China's reform is abolishing the regulated retail tariff for C&I users in spot-active provinces and pushing real-time price signals to the end user. Guangdong's spot market has run officially since end-2023 and clears on 15-minute locational prices.
The migration is large and mostly not yet done — which is the opportunity:
| Signal | Implication |
|---|---|
| ~88% of Guangdong's signed C&I volume is still on fixed-price / TOU contracts, not real-time spot | A huge base remains un-migrated; the land-grab window is open now |
| 10kV+ users and industrial users ≥ 5 GWh/yr are pushed into direct participation; smaller users default to grid agency purchasing (代理购电) | A clear "must-act" segment at the top, a long tail below |
| Even agency-purchase users are increasingly settled against spot allocation costs + peak/valley ratios | Volatility exposure reaches well beyond the largest users |
| ~313 售电公司 in Guangdong (end-2023), ~85% small independents, documented as weak on price forecasting and risk management | The intended "shield" layer is itself a customer/partner for capability |
Guangdong is also the densest C&I region on earth (Pearl River Delta), and the CTO already holds 2 years of real Guangdong spot data + 29 real C&I load profiles.

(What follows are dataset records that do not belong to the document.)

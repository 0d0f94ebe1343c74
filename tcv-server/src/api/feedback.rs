//! Feedback (vote) endpoints

use axum::{
    extract::{Query, State},
    http::{header, HeaderMap, HeaderValue},
    response::{IntoResponse, Response},
    Json,
};
use serde::Deserialize;
use tcv_common::api_types::{FeedbackListResponse, SubmitFeedbackRequest, SubmitFeedbackResponse};
use tracing::{info, warn};

use crate::db::feedback::{self, NewFeedback};
use crate::error::{ApiError, ApiResult};
use crate::session;
use crate::AppState;

fn non_empty(value: &Option<String>) -> Option<&str> {
    value.as_deref().filter(|v| !v.is_empty())
}

/// POST /api/feedback
///
/// Only the audio id is validated. The preferred transcription may belong to
/// another audio and a session may vote any number of times.
pub async fn submit_feedback(
    State(state): State<AppState>,
    headers: HeaderMap,
    Json(request): Json<SubmitFeedbackRequest>,
) -> ApiResult<Response> {
    let audio_id = request
        .audio_id
        .as_deref()
        .filter(|id| !id.trim().is_empty())
        .ok_or_else(|| ApiError::BadRequest("Audio ID is required".to_string()))?;

    let existing_session = session::session_from_headers(&headers);
    let is_new_session = existing_session.is_none();
    let session_id = existing_session.unwrap_or_else(session::generate_session_id);

    let ip_address = session::client_ip(&headers);
    let user_agent = session::user_agent(&headers);

    let row = feedback::insert(
        &state.db,
        &NewFeedback {
            audio_id,
            preferred_transcription_id: non_empty(&request.preferred_transcription_id),
            user_comments: non_empty(&request.user_comments),
            session_id: Some(&session_id),
            ip_address: ip_address.as_deref(),
            user_agent: user_agent.as_deref(),
        },
    )
    .await?;

    info!(
        "Feedback {} for audio {} (preferred: {:?})",
        row.id, row.audio_id, row.preferred_transcription_id
    );

    let mut response = Json(SubmitFeedbackResponse {
        message: "Feedback submitted successfully".to_string(),
        feedback: row,
    })
    .into_response();

    if is_new_session {
        let cookie = session::session_cookie(&session_id, state.config.secure_cookies);
        match HeaderValue::from_str(&cookie) {
            Ok(value) => {
                response.headers_mut().insert(header::SET_COOKIE, value);
            }
            Err(e) => warn!("Could not encode session cookie: {}", e),
        }
    }

    Ok(response)
}

#[derive(Debug, Default, Deserialize)]
pub struct FeedbackQuery {
    #[serde(default, rename = "audioId")]
    pub audio_id: Option<String>,
}

/// GET /api/feedback
pub async fn list_feedback(
    State(state): State<AppState>,
    Query(query): Query<FeedbackQuery>,
) -> ApiResult<Json<FeedbackListResponse>> {
    let audio_id = non_empty(&query.audio_id);
    let feedback = feedback::list(&state.db, audio_id).await?;
    Ok(Json(FeedbackListResponse { feedback }))
}
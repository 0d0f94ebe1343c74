//! Entity models
//!
//! Row shapes of the four persisted tables. Field names match the column
//! names and are serialized as-is (snake_case), which is what API clients
//! see for entity rows.

use serde::{Deserialize, Serialize};

/// An uploaded recording
#[derive(Debug, Clone, PartialEq, Serialize, Deserialize)]
#[cfg_attr(feature = "sqlx", derive(sqlx::FromRow))]
pub struct Audio {
    pub id: String,
    pub audio_name: String,
    pub storage_url: String,
    pub storage_path: String,
    pub language_tag: Option<String>,
    pub duration_seconds: Option<f64>,
    pub file_size_bytes: Option<i64>,
    pub mime_type: Option<String>,
    pub is_validated: bool,
    pub created_at: String,
    pub updated_at: String,
}

/// A named transcription source
#[derive(Debug, Clone, PartialEq, Serialize, Deserialize)]
#[cfg_attr(feature = "sqlx", derive(sqlx::FromRow))]
pub struct Model {
    pub id: String,
    pub model_name: String,
    pub description: Option<String>,
    pub created_at: String,
    pub updated_at: String,
}

/// Listing projection of a model (`GET /api/models`)
#[derive(Debug, Clone, PartialEq, Serialize, Deserialize)]
#[cfg_attr(feature = "sqlx", derive(sqlx::FromRow))]
pub struct ModelSummary {
    pub id: String,
    pub model_name: String,
    pub description: Option<String>,
}

/// Text produced by one model for one audio
#[derive(Debug, Clone, PartialEq, Serialize, Deserialize)]
#[cfg_attr(feature = "sqlx", derive(sqlx::FromRow))]
pub struct Transcription {
    pub id: String,
    pub audio_id: String,
    pub model_id: String,
    pub text: String,
    pub bleu_score: Option<f64>,
    pub chrf_score: Option<f64>,
    pub word_count: Option<i64>,
    pub created_at: String,
    pub updated_at: String,
}

/// One reviewer's vote and/or comment
#[derive(Debug, Clone, PartialEq, Serialize, Deserialize)]
#[cfg_attr(feature = "sqlx", derive(sqlx::FromRow))]
pub struct Feedback {
    pub id: String,
    pub audio_id: String,
    pub preferred_transcription_id: Option<String>,
    pub user_comments: Option<String>,
    pub user_identifier: Option<String>,
    pub session_id: Option<String>,
    pub ip_address: Option<String>,
    pub user_agent: Option<String>,
    pub created_at: String,
}

/// Transcription joined with its model and the computed vote share
///
/// Entity columns stay snake_case; the computed fields are camelCase.
#[derive(Debug, Clone, PartialEq, Serialize, Deserialize)]
pub struct TranscriptionView {
    #[serde(flatten)]
    pub transcription: Transcription,
    pub model: Model,
    #[serde(rename = "voteCount")]
    pub vote_count: i64,
    #[serde(rename = "votePercentage")]
    pub vote_percentage: i64,
    #[serde(rename = "isLeading")]
    pub is_leading: bool,
}

/// Number of whitespace-separated words in a transcription text
pub fn word_count(text: &str) -> i64 {
    text.split_whitespace().count() as i64
}
//! Integration tests for database initialization
//!
//! Covers first-run creation, reopening an existing file, the declared
//! constraints (unique transcription per audio/model, cascades) and the
//! foreign key pragma being active on pooled connections.

use sqlx::SqlitePool;
use tcv_common::db::{get_schema_version, init_database, CURRENT_SCHEMA_VERSION};
use tempfile::TempDir;

async fn fresh_db() -> (TempDir, SqlitePool) {
    let dir = TempDir::new().unwrap();
    let pool = init_database(&dir.path().join("tcv.db")).await.unwrap();
    (dir, pool)
}

async fn insert_audio(pool: &SqlitePool, id: &str) {
    sqlx::query(
        "INSERT INTO audios (id, audio_name, storage_url, storage_path, created_at, updated_at)
         VALUES (?, ?, 'http://x', 'uploads/x', '2025-01-01T00:00:00.000Z', '2025-01-01T00:00:00.000Z')",
    )
    .bind(id)
    .bind(format!("{id}.wav"))
    .execute(pool)
    .await
    .unwrap();
}

async fn insert_model(pool: &SqlitePool, id: &str) {
    sqlx::query(
        "INSERT INTO models (id, model_name, created_at, updated_at)
         VALUES (?, ?, '2025-01-01T00:00:00.000Z', '2025-01-01T00:00:00.000Z')",
    )
    .bind(id)
    .bind(format!("model-{id}"))
    .execute(pool)
    .await
    .unwrap();
}

async fn insert_transcription(pool: &SqlitePool, id: &str, audio_id: &str, model_id: &str) -> Result<(), sqlx::Error> {
    sqlx::query(
        "INSERT INTO transcriptions (id, audio_id, model_id, text, created_at, updated_at)
         VALUES (?, ?, ?, 'text', '2025-01-01T00:00:00.000Z', '2025-01-01T00:00:00.000Z')",
    )
    .bind(id)
    .bind(audio_id)
    .bind(model_id)
    .execute(pool)
    .await
    .map(|_| ())
}

#[tokio::test]
async fn test_database_created_when_missing() {
    let dir = TempDir::new().unwrap();
    let db_path = dir.path().join("nested").join("tcv.db");
    assert!(!db_path.exists());

    let pool = init_database(&db_path).await.unwrap();
    assert!(db_path.exists());
    assert_eq!(get_schema_version(&pool).await.unwrap(), CURRENT_SCHEMA_VERSION);
}

#[tokio::test]
async fn test_existing_database_reopens_with_data() {
    let dir = TempDir::new().unwrap();
    let db_path = dir.path().join("tcv.db");

    let pool = init_database(&db_path).await.unwrap();
    insert_audio(&pool, "a1").await;
    pool.close().await;

    let pool = init_database(&db_path).await.unwrap();
    let count: i64 = sqlx::query_scalar("SELECT COUNT(*) FROM audios")
        .fetch_one(&pool)
        .await
        .unwrap();
    assert_eq!(count, 1);
}

#[tokio::test]
async fn test_transcription_unique_per_audio_and_model() {
    let (_dir, pool) = fresh_db().await;
    insert_audio(&pool, "a1").await;
    insert_model(&pool, "m1").await;

    insert_transcription(&pool, "t1", "a1", "m1").await.unwrap();
    let duplicate = insert_transcription(&pool, "t2", "a1", "m1").await;
    assert!(duplicate.is_err(), "second row for the same audio/model must be rejected");
}

#[tokio::test]
async fn test_foreign_keys_enforced_on_every_connection() {
    let (_dir, pool) = fresh_db().await;

    // Several attempts so more than one pooled connection is exercised
    for i in 0..5 {
        let result = insert_transcription(&pool, &format!("t{i}"), "missing-audio", "missing-model").await;
        assert!(result.is_err());
    }
}

#[tokio::test]
async fn test_model_delete_cascades_and_nulls_preferences() {
    let (_dir, pool) = fresh_db().await;
    insert_audio(&pool, "a1").await;
    insert_model(&pool, "m1").await;
    insert_transcription(&pool, "t1", "a1", "m1").await.unwrap();
    sqlx::query(
        "INSERT INTO feedback (id, audio_id, preferred_transcription_id, created_at)
         VALUES ('f1', 'a1', 't1', '2025-01-01T00:00:00.000Z')",
    )
    .execute(&pool)
    .await
    .unwrap();

    sqlx::query("DELETE FROM models WHERE id = 'm1'")
        .execute(&pool)
        .await
        .unwrap();

    let transcriptions: i64 = sqlx::query_scalar("SELECT COUNT(*) FROM transcriptions")
        .fetch_one(&pool)
        .await
        .unwrap();
    assert_eq!(transcriptions, 0);

    let preferred: Option<String> =
        sqlx::query_scalar("SELECT preferred_transcription_id FROM feedback WHERE id = 'f1'")
            .fetch_one(&pool)
            .await
            .unwrap();
    assert_eq!(preferred, None);
}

Moving from a predictable tariff to 15-minute spot pricing creates problems a factory has never had to manage: - Bill uncertainty — monthly cost now swings with wholesale volatility (spikes; negative midday prices). - Contract decisions — how much to lock in medium/long-term vs leave on spot, at what ratio, with deviation penalties (偏差考核) if they get it wrong. - Operational blind spots — which loads to shift, when, and what it saves; demand charges (32 CNY/kVA/month) remain a large separate cost. - No talent — the "power-trading + storage-operations" composite team does not exist in a typical C&I business, and is scarce even among retailers.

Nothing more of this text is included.